------ RECORDS SUPPLIED

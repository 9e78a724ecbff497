//! View rendering for the calculator component.
//!
//! The element ids rendered here are the ones `common::page::RequiredElement`
//! checks on first render. The field container is rebuilt from scratch on
//! every selection: each field is keyed by the controller's render generation,
//! so a new selection (or re-selecting the same formula) replaces every input
//! instead of patching it.

use common::{FormulaCategory, RenderedField, ResultPanel};
use web_sys::{HtmlInputElement, HtmlSelectElement};
use yew::html::Scope;
use yew::prelude::*;

use super::messages::Msg;
use super::state::CalculatorComponent;

pub fn view(component: &CalculatorComponent, ctx: &Context<CalculatorComponent>) -> Html {
    let link = ctx.link();

    html! {
        <div class="calculator">
            { build_formula_select(component, link) }
            { build_inputs(component, link) }
            <button
                id="calculate-button"
                class="calculate-btn"
                onclick={link.callback(|_: MouseEvent| Msg::Submit)}
            >
                {"Calculate"}
            </button>
            { build_result_area(component.form.result()) }
        </div>
    }
}

/// Selection control with one option group per formula family.
fn build_formula_select(
    component: &CalculatorComponent,
    link: &Scope<CalculatorComponent>,
) -> Html {
    let registry = component.form.registry();
    let selected = component.form.selected().map(|schema| schema.id);

    let groups = FormulaCategory::ALL
        .iter()
        .map(|category| {
            let options = registry
                .by_category(*category)
                .map(|schema| {
                    html! {
                        <option value={schema.id} selected={selected == Some(schema.id)}>
                            { schema.name }
                        </option>
                    }
                })
                .collect::<Html>();
            html! { <optgroup label={category.title()}>{ options }</optgroup> }
        })
        .collect::<Html>();

    html! {
        <div class="input-group">
            <label for="formula-select">{"Select Formula"}</label>
            <select
                id="formula-select"
                onchange={link.callback(|e: Event| {
                    let select: HtmlSelectElement = e.target_unchecked_into();
                    Msg::SelectFormula(select.value())
                })}
            >
                <option value="" selected={selected.is_none()}>{"-- Choose a formula --"}</option>
                { groups }
            </select>
        </div>
    }
}

fn build_inputs(component: &CalculatorComponent, link: &Scope<CalculatorComponent>) -> Html {
    let generation = component.form.generation();
    let fields = component
        .form
        .fields()
        .iter()
        .map(|field| build_field(field, generation, link))
        .collect::<Html>();

    html! {
        <div id="inputs-container">{ fields }</div>
    }
}

/// One labeled numeric input bound to `field.id()`.
fn build_field(field: &RenderedField, generation: u64, link: &Scope<CalculatorComponent>) -> Html {
    let id = field.id();
    let oninput = link.callback(move |e: InputEvent| {
        let input: HtmlInputElement = e.target_unchecked_into();
        Msg::UpdateField {
            id: id.to_string(),
            value: input.value(),
        }
    });

    html! {
        <div class="input-group" key={format!("{}-{}", generation, id)}>
            <label for={id}>{ field.descriptor.label }</label>
            <input
                type="number"
                step="any"
                id={id}
                placeholder={field.descriptor.placeholder}
                {oninput}
            />
        </div>
    }
}

fn build_result_area(panel: &ResultPanel) -> Html {
    html! {
        <div id="result-area" class={classes!("result-area", panel.is_hidden().then_some("hidden"))}>
            <h3>{"Result"}</h3>
            <p>
                <span id="result-display">{ panel.value().unwrap_or_default().to_string() }</span>
                {" "}
                <span id="unit-display">{ panel.unit().unwrap_or_default().to_string() }</span>
            </p>
        </div>
    }
}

------------

▶ REQUIREMENT
Search the entries for the word "selected", then gather every line that has it.

▶ RESULT BELOW
    let selected = component.form.selected().map(|schema| schema.id);
                        <option value={schema.id} selected={selected == Some(schema.id)}>
                <option value="" selected={selected.is_none()}>{"-- Choose a formula --"}</option>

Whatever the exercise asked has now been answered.